The annual change in the CPI has been increasing since February after dipping to a low of just 0.4% in January.
The biggest contribution to the yearly change in the CPI in April was from food and non-alcoholic beverages, which contributed 1.51 percentage points (pp) to the overall increase.
Compared to April 2020, prices increased the most for food and non-alcoholic beverages, by 4.5%, followed by communication (3.6%), alcoholic beverages and tobacco (1.7%), recreation and culture (1.3%) and hotels, coffee-house and restaurants (1.0%). The year-on-year increase in prices for other categories was under 1%.
Compared to March 2021, the sharpest increase was for recreation and culture (2.1%), followed by communication (1.3 %). There was a small decrease in prices for health and furniture, household goods and maintenance.
Albania’s inflation has been low and steady in recent years. Last week, the supervisory council of Albania’s central bank, the Bank of Albania, decided to maintain the base rate at 0.5%.
The interest rates for the overnight deposit facility and for the overnight lending facility were also kept unchanged at 0.10% and 0.90% respectively.
Central bank governor Gent Sejko said on May 5 that the supervisory council considered the current accommodative monetary policy is still adequate to support economic growth and the stable return of inflation to target.
Sejko also noted that “the monetary stimulus will benefit from maintaining the current form of unlimited liquidity injections at fixed price to the banking sector, at least during the third quarter of this year.”

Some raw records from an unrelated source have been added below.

#[tokio::test]
async fn test_join_errors() {
    let h = harness();
    h.alumni(&["a"]).await;
    h.lead_with_sprint("lead-1", 3).await;
    h.lead_with_sprint("lead-2", 3).await;

    let err = h.engine.join_sprint("missing", "a", None).await.unwrap_err();
    assert!(matches!(err, Error::NotFound(_)));

    let err = h.engine.join_sprint("lead-1", "ghost", None).await.unwrap_err();
    assert!(matches!(err, Error::NotFound(_)));

    h.engine.join_sprint("lead-1", "a", None).await.unwrap();

    let err = h.engine.join_sprint("lead-1", "a", None).await.unwrap_err();
    assert!(matches!(err, Error::ConflictingState(_)));

    let err = h.engine.join_sprint("lead-2", "a", None).await.unwrap_err();
    assert!(matches!(err, Error::ConflictingState(_)));
}

#[tokio::test]
async fn test_join_rejects_builder_at_capacity() {
    let h = harness();
    h.alumni(&["busy"]).await;
    h.store.adjust_build_count("busy", 3).await.unwrap();
    h.lead_with_sprint("lead-1", 2).await;

    let err = h.engine.join_sprint("lead-1", "busy", None).await.unwrap_err();
    assert!(matches!(err, Error::CapacityExceeded(_)));
}

/// Memory store whose build counter always fails
struct CounterDownStore(MemoryStore);

#[async_trait]
impl LeadStore for CounterDownStore {
    async fn get_lead(&self, lead_id: &str) -> anyhow::Result<Option<Lead>> {
        self.0.get_lead(lead_id).await
    }
    async fn list_leads(&self) -> anyhow::Result<Vec<Lead>> {
        self.0.list_leads().await
    }
    async fn insert_lead(&self, lead: &Lead) -> anyhow::Result<bool> {
        self.0.insert_lead(lead).await
    }
    async fn put_lead(&self, lead: &Lead, expected_version: u64) -> anyhow::Result<bool> {
        self.0.put_lead(lead, expected_version).await
    }
    async fn claim_builder(&self, user_id: &str, lead_id: &str) -> anyhow::Result<bool> {
        self.0.claim_builder(user_id, lead_id).await
    }
    async fn release_builder(&self, user_id: &str, lead_id: &str) -> anyhow::Result<()> {
        self.0.release_builder(user_id, lead_id).await
    }
    async fn active_lead_for(&self, user_id: &str) -> anyhow::Result<Option<String>> {
        self.0.active_lead_for(user_id).await
    }
}

#[async_trait]
impl AlumniStore for CounterDownStore {
    async fn get_alumni(&self, alumni_id: &str) -> anyhow::Result<Option<AlumniProfile>> {
        self.0.get_alumni(alumni_id).await
    }
    async fn list_alumni(&self, specialty: Option<&str>) -> anyhow::Result<Vec<AlumniProfile>> {
        self.0.list_alumni(specialty).await
    }
    async fn upsert_alumni(&self, profile: &AlumniProfile) -> anyhow::Result<()> {
        self.0.upsert_alumni(profile).await
    }
    async fn adjust_build_count(&self, alumni_id: &str, _delta: i64) -> anyhow::Result<()> {
        Err(anyhow::anyhow!("counter unavailable for {}", alumni_id))
    }
    async fn record_completed_build(&self, alumni_id: &str, lead_id: &str) -> anyhow::Result<()> {
        self.0.record_completed_build(alumni_id, lead_id).await
    }
}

The bank will continue with its accommodative monetary policy stance for the medium term. “Any timely normalisation of monetary policy will be cautious, by neither compromising the stability of economic recovery nor damaging the prospects for inflation to return to target,” Sejko said.
According to the supervisory council’s conclusions, the balance of risks remains on the downside in the term – in particular from a slower than expected movement of the epidemiological station, slower credit growth or a slower response by companies and households to improved financial conditions – while medium-term risks appear more balanced.